### [Saved entries]
---

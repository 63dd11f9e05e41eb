//! Signing key lifecycle.
//!
//! The [`KeyManager`] owns every signing key the provider has published.
//! Its state is one immutable [`KeySet`] snapshot behind an `ArcSwap`:
//! signers and verifiers `load()` it without locking, and rotation installs a
//! whole new snapshot, so a signer observes either the old or the new active
//! key and never a mix.
//!
//! # Lifecycle
//!
//! 1. [`KeyManager::rotate`] generates a key and makes it `active`
//! 2. The previous active key becomes `retiring` with
//!    `not_after = now + token_validity_time`, so every token it signed stays
//!    verifiable until that token expires
//! 3. [`KeyManager::prune`] drops retiring keys past `not_after`; they are
//!    `retired` and no longer published

use std::sync::Arc;

use arc_swap::ArcSwap;
use jsonwebtoken::TokenData;
use serde::Serialize;
use serde::de::DeserializeOwned;
use time::OffsetDateTime;
use tracing::{error, info};

use super::jwt::{JwtError, Jwks, SigningAlgorithm, SigningKeyPair, peek_kid};
use crate::config::{AuthConfig, to_time_duration};
use crate::{AuthError, AuthResult};

/// Where a key is in its lifecycle.
#[derive(Debug, Clone, Copy, PartialEq, Eq, Hash)]
pub enum KeyStatus {
    /// Signs new tokens.
    Active,
    /// Verification only, until `not_after`.
    Retiring,
    /// Removed from publication.
    Retired,
}

/// A signing key and its validity window.
#[derive(Debug, Clone)]
pub struct SigningKey {
    pub kid: String,
    pub algorithm: SigningAlgorithm,
    pub not_before: OffsetDateTime,
    /// `None` while active.
    pub not_after: Option<OffsetDateTime>,
    pub status: KeyStatus,
    material: Arc<SigningKeyPair>,
}

impl SigningKey {
    fn new(material: SigningKeyPair, now: OffsetDateTime) -> Self {
        Self {
            kid: material.kid().to_string(),
            algorithm: material.algorithm(),
            not_before: now,
            not_after: None,
            status: KeyStatus::Active,
            material: Arc::new(material),
        }
    }

    fn demote(&self, not_after: OffsetDateTime) -> Self {
        Self {
            not_after: Some(not_after),
            status: KeyStatus::Retiring,
            ..self.clone()
        }
    }

    /// Whether the key may still verify tokens at `now`.
    #[must_use]
    pub fn is_published_at(&self, now: OffsetDateTime) -> bool {
        match self.not_after {
            Some(not_after) => now <= not_after,
            None => true,
        }
    }

    /// The underlying key pair.
    #[must_use]
    pub fn material(&self) -> &SigningKeyPair {
        &self.material
    }

    /// Signs `claims` with this key.
    ///
    /// # Errors
    ///
    /// Returns `KeyUnavailable` if signing fails.
    pub fn sign<T: Serialize>(&self, claims: &T) -> AuthResult<String> {
        self.material.sign(claims).map_err(|e| {
            error!(kid = %self.kid, error = %e, "Token signing failed");
            AuthError::key_unavailable(e.to_string())
        })
    }
}

/// Immutable snapshot of the key state.
#[derive(Debug, Clone, Default)]
pub struct KeySet {
    /// At most one active key.
    pub active: Option<SigningKey>,
    /// Newest first.
    pub retiring: Vec<SigningKey>,
}

impl KeySet {
    fn find(&self, kid: &str, now: OffsetDateTime) -> Option<&SigningKey> {
        self.active
            .iter()
            .chain(self.retiring.iter())
            .find(|key| key.kid == kid && key.is_published_at(now))
    }
}

/// Owns signing keys, rotation and public-key publication.
pub struct KeyManager {
    keys: ArcSwap<KeySet>,
    algorithm: SigningAlgorithm,
    issuer: String,
    /// Longest lifetime of a token signed by the active key.
    grace_period: time::Duration,
    rotation_interval: time::Duration,
}

impl KeyManager {
    /// Creates a manager holding no keys. Signing fails until [`rotate`](Self::rotate).
    ///
    /// # Errors
    ///
    /// Returns `Configuration` if the configured algorithm is unknown or a
    /// duration does not fit.
    pub fn empty(config: &AuthConfig) -> AuthResult<Self> {
        let algorithm = config
            .signing
            .signing_algorithm()
            .map_err(|e| AuthError::configuration(e.to_string()))?;

        Ok(Self {
            keys: ArcSwap::from_pointee(KeySet::default()),
            algorithm,
            issuer: config.issuer.clone(),
            grace_period: to_time_duration(config.oauth.token_validity_time)?,
            rotation_interval: to_time_duration(config.signing.rotation_interval)?,
        })
    }

    /// Creates a manager with a freshly generated active key.
    ///
    /// # Errors
    ///
    /// Returns an error if the configuration is invalid or key generation fails.
    pub fn new(config: &AuthConfig, now: OffsetDateTime) -> AuthResult<Self> {
        let manager = Self::empty(config)?;
        manager.rotate(now)?;
        Ok(manager)
    }

    /// Current snapshot.
    #[must_use]
    pub fn snapshot(&self) -> Arc<KeySet> {
        self.keys.load_full()
    }

    /// The key new tokens are signed with.
    ///
    /// # Errors
    ///
    /// Returns `KeyUnavailable` if no key is active.
    pub fn active_key(&self) -> AuthResult<SigningKey> {
        self.keys.load().active.clone().ok_or_else(|| {
            error!("No active signing key; tokens cannot be issued");
            AuthError::key_unavailable("no active signing key")
        })
    }

    /// Keys relying parties should accept at `now`: active first, then
    /// retiring keys newest first.
    #[must_use]
    pub fn public_key_set(&self, now: OffsetDateTime) -> Jwks {
        let keys = self.keys.load();
        Jwks {
            keys: keys
                .active
                .iter()
                .chain(keys.retiring.iter())
                .filter(|key| key.is_published_at(now))
                .map(|key| key.material.to_jwk())
                .collect(),
        }
    }

    /// Generates a new active key and demotes the current one.
    ///
    /// Key generation happens before the swap; the swap itself is a
    /// read-copy-update, so concurrent rotations each keep their key.
    ///
    /// # Errors
    ///
    /// Returns `KeyUnavailable` if key generation fails. The previous
    /// snapshot stays in place.
    pub fn rotate(&self, now: OffsetDateTime) -> AuthResult<SigningKey> {
        let material = SigningKeyPair::generate(self.algorithm).map_err(|e| {
            error!(error = %e, "Signing key generation failed");
            AuthError::key_unavailable(e.to_string())
        })?;
        let fresh = SigningKey::new(material, now);
        let not_after = now + self.grace_period;

        let previous = self.keys.rcu(|current| {
            let mut retiring = Vec::with_capacity(current.retiring.len() + 1);
            if let Some(active) = &current.active {
                retiring.push(active.demote(not_after));
            }
            retiring.extend(
                current
                    .retiring
                    .iter()
                    .filter(|key| key.is_published_at(now))
                    .cloned(),
            );
            KeySet {
                active: Some(fresh.clone()),
                retiring,
            }
        });

        info!(
            target: "deci::audit",
            kid = %fresh.kid,
            algorithm = %fresh.algorithm,
            retired_kid = previous.active.as_ref().map(|k| k.kid.as_str()).unwrap_or("none"),
            "Signing key rotated"
        );
        Ok(fresh)
    }

    /// Rotates when there is no active key or it is older than the
    /// rotation interval.
    ///
    /// # Errors
    ///
    /// Propagates [`rotate`](Self::rotate) failures.
    pub fn rotate_if_due(&self, now: OffsetDateTime) -> AuthResult<Option<SigningKey>> {
        let due = match &self.keys.load().active {
            Some(active) => now - active.not_before >= self.rotation_interval,
            None => true,
        };
        if due { self.rotate(now).map(Some) } else { Ok(None) }
    }

    /// Drops retiring keys past `not_after` and returns them as retired.
    pub fn prune(&self, now: OffsetDateTime) -> Vec<SigningKey> {
        let mut removed = Vec::new();
        self.keys.rcu(|current| {
            removed = current
                .retiring
                .iter()
                .filter(|key| !key.is_published_at(now))
                .map(|key| SigningKey {
                    status: KeyStatus::Retired,
                    ..key.clone()
                })
                .collect();
            KeySet {
                active: current.active.clone(),
                retiring: current
                    .retiring
                    .iter()
                    .filter(|key| key.is_published_at(now))
                    .cloned()
                    .collect(),
            }
        });
        for key in &removed {
            info!(target: "deci::audit", kid = %key.kid, "Signing key retired");
        }
        removed
    }

    /// Verifies a token against whichever published key its `kid` names.
    ///
    /// # Errors
    ///
    /// Returns `KeyNotFound` when the `kid` is unknown or no longer published,
    /// or the signature/claims error from the key.
    pub fn verify<T: DeserializeOwned>(
        &self,
        token: &str,
        now: OffsetDateTime,
    ) -> Result<TokenData<T>, JwtError> {
        let kid = peek_kid(token)?;
        let keys = self.keys.load();
        let key = keys
            .find(&kid, now)
            .ok_or_else(|| JwtError::KeyNotFound { kid: kid.clone() })?;
        key.material.verify(token, &self.issuer)
    }

    /// Issuer expected in verified tokens.
    #[must_use]
    pub fn issuer(&self) -> &str {
        &self.issuer
    }

    /// Algorithm used for new keys.
    #[must_use]
    pub fn algorithm(&self) -> SigningAlgorithm {
        self.algorithm
    }
}

#[cfg(test)]
mod tests {
    use super::*;
    use crate::token::jwt::AccessTokenClaims;
    use std::time::Duration as StdDuration;
    use time::Duration;

    fn config() -> AuthConfig {
        let mut config = AuthConfig::default();
        config.issuer = "https://id.example.com".to_string();
        config.oauth.token_validity_time = StdDuration::from_secs(3600);
        config.signing.rotation_interval = StdDuration::from_secs(24 * 3600);
        config
    }

    fn claims(now: OffsetDateTime) -> AccessTokenClaims {
        AccessTokenClaims {
            iss: "https://id.example.com".to_string(),
            sub: "alice".to_string(),
            aud: "acme".to_string(),
            exp: (now + Duration::hours(1)).unix_timestamp(),
            iat: now.unix_timestamp(),
            jti: "jti-1".to_string(),
            scope: "openid".to_string(),
            client_id: "acme".to_string(),
        }
    }

    #[test]
    fn test_empty_manager_has_no_active_key() {
        let manager = KeyManager::empty(&config()).unwrap();
        let err = manager.active_key().unwrap_err();
        assert!(matches!(err, AuthError::KeyUnavailable { .. }));
        assert!(
            manager
                .public_key_set(OffsetDateTime::now_utc())
                .keys
                .is_empty()
        );
    }

    #[test]
    fn test_rotation_demotes_previous_key() {
        let now = OffsetDateTime::now_utc();
        let manager = KeyManager::new(&config(), now).unwrap();
        let first = manager.active_key().unwrap();

        let second = manager.rotate(now + Duration::minutes(1)).unwrap();
        assert_ne!(first.kid, second.kid);
        assert_eq!(manager.active_key().unwrap().kid, second.kid);

        let snapshot = manager.snapshot();
        assert_eq!(snapshot.retiring.len(), 1);
        let retiring = &snapshot.retiring[0];
        assert_eq!(retiring.kid, first.kid);
        assert_eq!(retiring.status, KeyStatus::Retiring);
        assert_eq!(
            retiring.not_after,
            Some(now + Duration::minutes(1) + Duration::hours(1))
        );
    }

    #[test]
    fn test_public_key_set_orders_active_first() {
        let now = OffsetDateTime::now_utc();
        let manager = KeyManager::new(&config(), now).unwrap();
        let first = manager.active_key().unwrap();
        let second = manager.rotate(now).unwrap();
        let third = manager.rotate(now).unwrap();

        let kids: Vec<String> = manager
            .public_key_set(now)
            .keys
            .into_iter()
            .map(|k| k.kid)
            .collect();
        assert_eq!(kids, vec![third.kid, second.kid, first.kid]);
    }

    #[test]
    fn test_token_signed_before_rotation_still_verifies() {
        let now = OffsetDateTime::now_utc();
        let manager = KeyManager::new(&config(), now).unwrap();
        let key = manager.active_key().unwrap();
        let token = key.sign(&claims(now)).unwrap();
        let kid = key.kid;

        manager.rotate(now).unwrap();
        assert_ne!(manager.active_key().unwrap().kid, kid);

        let decoded = manager.verify::<AccessTokenClaims>(&token, now).unwrap();
        assert_eq!(decoded.claims.sub, "alice");
        assert!(manager.public_key_set(now).keys.iter().any(|k| k.kid == kid));
    }

    #[test]
    fn test_prune_retires_expired_keys() {
        let now = OffsetDateTime::now_utc();
        let manager = KeyManager::new(&config(), now).unwrap();
        let first = manager.active_key().unwrap();
        manager.rotate(now).unwrap();

        assert!(manager.prune(now + Duration::minutes(59)).is_empty());

        let later = now + Duration::hours(1) + Duration::seconds(1);
        let removed = manager.prune(later);
        assert_eq!(removed.len(), 1);
        assert_eq!(removed[0].kid, first.kid);
        assert_eq!(removed[0].status, KeyStatus::Retired);
        assert_eq!(manager.public_key_set(later).keys.len(), 1);
    }

    #[test]
    fn test_verify_rejects_unpublished_kid() {
        let now = OffsetDateTime::now_utc();
        let manager = KeyManager::new(&config(), now).unwrap();
        let token = manager.active_key().unwrap().sign(&claims(now)).unwrap();
        manager.rotate(now).unwrap();

        let result = manager.verify::<AccessTokenClaims>(&token, now + Duration::hours(2));
        assert!(matches!(result, Err(JwtError::KeyNotFound { .. })));
    }

    #[test]
    fn test_rotate_if_due() {
        let now = OffsetDateTime::now_utc();
        let manager = KeyManager::empty(&config()).unwrap();
        assert!(manager.rotate_if_due(now).unwrap().is_some());
        assert!(manager.rotate_if_due(now + Duration::hours(1)).unwrap().is_none());
        assert!(manager.rotate_if_due(now + Duration::hours(24)).unwrap().is_some());
    }

    #[test]
    fn test_concurrent_rotation_keeps_every_key() {
        let now = OffsetDateTime::now_utc();
        let manager = Arc::new(KeyManager::new(&config(), now).unwrap());

        let handles: Vec<_> = (0..4)
            .map(|_| {
                let manager = manager.clone();
                std::thread::spawn(move || manager.rotate(now).unwrap().kid)
            })
            .collect();
        let rotated: Vec<String> = handles.into_iter().map(|h| h.join().unwrap()).collect();

        let published: Vec<String> = manager
            .public_key_set(now)
            .keys
            .into_iter()
            .map(|k| k.kid)
            .collect();
        assert_eq!(published.len(), 5);
        for kid in rotated {
            assert!(published.contains(&kid));
        }
    }
}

---

### [Work to complete]
From the records above, copy every line that includes the word "acme".

### [Result]
            aud: "acme".to_string(),
            client_id: "acme".to_string(),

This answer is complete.